== SOURCE INFORMATION ==
#[cfg(test)]
mod tests {
    use rten_testing::TestCases;

    use super::{parse_schema, Registry, RegistryError};
    use crate::algorithms::ShapeError;
    use crate::library::ShapeLibrary;
    use crate::shape::{Returned, Shape};
    use crate::signature::{signature, BoundArgs, EMPTY, NONE};

    fn scalar(_: &BoundArgs<Vec<usize>>) -> Result<Returned<Shape>, ShapeError> {
        Ok(Shape::scalar().into())
    }

    #[test]
    fn test_parse_schema() {
        #[derive(Debug)]
        struct Case {
            schema: &'static str,
            expected: &'static str,
        }

        let cases = [
            Case {
                schema: "aten::topk(Tensor self, int k, int dim=-1, bool largest=True, bool sorted=True) -> (Tensor values, Tensor indices)",
                expected: "(self: shape, k: int, dim: int = -1, largest: bool = true, sorted: bool = true) -> (shape, shape)",
            },
            Case {
                schema: "aten::add.Tensor(Tensor self, Tensor other, *, Scalar alpha=1) -> Tensor",
                expected: "(self: shape, other: shape, alpha: float = 1.0) -> shape",
            },
            Case {
                schema: "aten::max_pool2d(Tensor self, int[2] kernel_size, int[2] stride=[], int[2] padding=0, int[2] dilation=1, bool ceil_mode=False) -> Tensor",
                expected: "(self: shape, kernel_size: int[], stride: int[] = [], padding: int[] = [0, 0], dilation: int[] = [1, 1], ceil_mode: bool = false) -> shape",
            },
            Case {
                schema: "aten::resize_(Tensor(a!) self, int[] size, *, MemoryFormat? memory_format=None) -> Tensor(a!)",
                expected: "(self: shape, size: int[], memory_format: int? = None) -> shape",
            },
            Case {
                schema: "aten::index.Tensor(Tensor self, Tensor?[] indices) -> Tensor",
                expected: "(self: shape, indices: shape?[]) -> shape",
            },
            Case {
                schema: "aten::linalg_vector_norm(Tensor self, Scalar ord=2, int[1]? dim=None, bool keepdim=False, *, ScalarType? dtype=None) -> Tensor",
                expected: "(self: shape, ord: float = 2.0, dim: int[]? = None, keepdim: bool = false, dtype: int? = None) -> shape",
            },
            Case {
                schema: "aten::contiguous(Tensor(a) self, *, MemoryFormat memory_format=contiguous_format) -> Tensor(a)",
                expected: "(self: shape, memory_format: int = 0) -> shape",
            },
            Case {
                schema: "aten::gelu(Tensor self, *, str approximate=\"none\") -> Tensor",
                expected: "(self: shape, approximate: str = \"none\") -> shape",
            },
            Case {
                schema: "aten::layer_norm(Tensor input, int[] normalized_shape, Tensor? weight=None, Tensor? bias=None, float eps=1e-05, bool cudnn_enable=True) -> Tensor",
                expected: "(input: shape, normalized_shape: int[], weight: shape? = None, bias: shape? = None, eps: float = 1e-5, cudnn_enable: bool = true) -> shape",
            },
            Case {
                schema: "aten::zeros(int[] size, *, ScalarType? dtype=None, Layout? layout=None, Device? device=None, bool? pin_memory=None) -> Tensor",
                expected: "(size: int[], dtype: int? = None, layout: int? = None, device: device? = None, pin_memory: bool? = None) -> shape",
            },
            Case {
                schema: "aten::bernoulli(Tensor self, *, Generator? generator=None) -> Tensor",
                expected: "(self: shape, generator: any = None) -> shape",
            },
            Case {
                schema: "aten::cat(Tensor[] tensors, int dim=0) -> Tensor",
                expected: "(tensors: shape[], dim: int = 0) -> shape",
            },
        ];

        cases.test_each(|case| {
            let (_, signature) = parse_schema(case.schema).unwrap();
            assert_eq!(signature.to_string(), case.expected);
        });
    }

    #[test]
    fn test_parse_schema_errors() {
        for schema in [
            "aten::foo",
            "aten::foo(Tensor self",
            "aten::foo(Tensor self)",
            "foo(Tensor self) -> Tensor",
            "aten::foo(Quantity self) -> Tensor",
            "aten::foo(bool flag=Maybe) -> Tensor",
            "aten::foo(int[] dims=1) -> Tensor",
        ] {
            assert!(parse_schema(schema).is_err(), "parsed {}", schema);
        }
    }

    #[test]
    fn test_parse_table() {
        let registry = Registry::parse(
            "# Comment

aten::neg(Tensor self) -> Tensor
aten::cat(Tensor[] tensors, int dim=0) -> Tensor
",
        )
        .unwrap();
        assert_eq!(registry.len(), 2);
        assert!(registry.contains(&"aten::neg".parse().unwrap()));
        assert!(!registry.contains(&"aten::neg.out".parse().unwrap()));

        let err = Registry::parse("aten::neg(Tensor self) -> Tensor\naten::neg(Tensor x) -> Tensor")
            .unwrap_err();
        assert!(matches!(err, RegistryError::DuplicateSchema { line: 2, .. }));

        let err = Registry::parse("\n\naten::neg(Tensor self -> Tensor").unwrap_err();
        assert!(matches!(err, RegistryError::Parse { line: 3, .. }));
    }

    #[test]
    fn test_embedded_registry() {
        let registry = Registry::embedded().unwrap();
        assert!(!registry.is_empty());
        assert!(registry.contains(&"prim::NumToTensor.Scalar".parse().unwrap()));
    }

    #[test]
    fn test_load_file_error() {
        let err = Registry::load_file("/nonexistent/schemas.txt").unwrap_err();
        assert!(matches!(err, RegistryError::Io { .. }));
    }

    #[test]
    fn test_check_detects_drift() {
        let registry = Registry::parse(
            "aten::topk(Tensor self, int k, int dim=-1, bool largest=True, bool sorted=True) -> (Tensor values, Tensor indices)
aten::max_pool2d(Tensor self, int[2] kernel_size, int[2] stride=[], int[2] padding=0, int[2] dilation=1, bool ceil_mode=False) -> Tensor",
        )
        .unwrap();

        let mut lib = ShapeLibrary::new();

        // Matching signature.
        lib.register(
            "aten::max_pool2d",
            signature![
                "self": Tensor,
                "kernel_size": IntList,
                "stride": IntList = EMPTY,
                "padding": IntList = [0, 0],
                "dilation": IntList = [1, 1],
                "ceil_mode": Bool = false
                => 1
            ],
            scalar,
        )
        .unwrap();

        // Changed default.
        lib.register(
            "aten::topk",
            signature![
                "self": Tensor,
                "k": Int,
                "dim": Int = 0,
                "largest": Bool = true,
                "sorted": Bool = true
                => 2
            ],
            scalar,
        )
        .unwrap();

        // Not registered, but exempt.
        lib.register("aten::zero", signature!["self": Tensor => 1], scalar)
            .unwrap()
            .registry_exempt();

        let max_pool = lib.get(&"aten::max_pool2d".parse().unwrap()).unwrap();
        assert!(registry.check(max_pool).is_ok());

        let topk = lib.get(&"aten::topk".parse().unwrap()).unwrap();
        let err = registry.check(topk).unwrap_err();
        assert!(matches!(err, RegistryError::SignatureMismatch { .. }));
        assert!(err.to_string().contains("dim: int = 0"));

        let zero = lib.get(&"aten::zero".parse().unwrap()).unwrap();
        assert!(matches!(
            registry.check(zero),
            Err(RegistryError::NotRegistered(_))
        ));

        assert!(matches!(
            registry.check_library(&lib),
            Err(RegistryError::SignatureMismatch { .. })
        ));
    }

    #[test]
    fn test_check_detects_reordering() {
        let registry =
            Registry::parse("aten::gather(Tensor self, int dim, Tensor index, *, bool sparse_grad=False) -> Tensor")
                .unwrap();
        let mut lib = ShapeLibrary::new();
        lib.register(
            "aten::gather",
            signature![
                "self": Tensor,
                "index": Tensor,
                "dim": Int,
                "sparse_grad": Bool = false
                => 1
            ],
            scalar,
        )
        .unwrap();
        let missing = lib
            .register(
                "aten::scatter",
                signature!["self": Tensor, "weight": OptTensor = NONE => 1],
                scalar,
            )
            .unwrap()
            .op()
            .clone();

        let gather = lib.get(&"aten::gather".parse().unwrap()).unwrap();
        assert!(matches!(
            registry.check(gather),
            Err(RegistryError::SignatureMismatch { .. })
        ));
        let scatter = lib.get(&missing).unwrap();
        assert!(matches!(
            registry.check(scatter),
            Err(RegistryError::NotRegistered(_))
        ));
    }

    #[test]
    fn test_all_builtin_functions_match_registry() {
        let registry = Registry::embedded().unwrap();
        let lib = ShapeLibrary::with_all_ops().unwrap();
        for func in lib.iter().filter(|f| !f.is_registry_exempt()) {
            if let Err(err) = registry.check(func) {
                panic!("{}", err);
            }
        }
    }
}
use super::{resolve_dim, ShapeError};

/// Shape of a reduction along a single dimension.
///
/// The reduced dimension is removed, or kept with size 1 if `keepdim` is
/// true.
pub fn reduce_dim(shape: &[usize], dim: i64, keepdim: bool) -> Result<Vec<usize>, ShapeError> {
    reduce_dims(shape, &[dim], keepdim)
}

/// Shape of a reduction along several dimensions.
///
/// An empty list of dims reduces over all dimensions. Each dimension may
/// appear at most once.
pub fn reduce_dims(shape: &[usize], dims: &[i64], keepdim: bool) -> Result<Vec<usize>, ShapeError> {
    let mut reduced = vec![dims.is_empty(); shape.len()];

    for &dim in dims {
        let dim = resolve_dim(dim, shape.len())?;
        if shape.is_empty() {
            continue;
        }
        if reduced[dim] {
            return Err(ShapeError::InvalidValue(
                "dim appears multiple times in the list of dims",
            ));
        }
        reduced[dim] = true;
    }

    let output = shape
        .iter()
        .zip(reduced)
        .filter_map(|(&size, reduced)| match (reduced, keepdim) {
            (false, _) => Some(size),
            (true, true) => Some(1),
            (true, false) => None,
        })
        .collect();

    Ok(output)
}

== REQUIREMENT ==
Where a line in the records above contains "generator", include it in the count, and give only that number.

== RESPONSE FOR THIS EXERCISE ==
2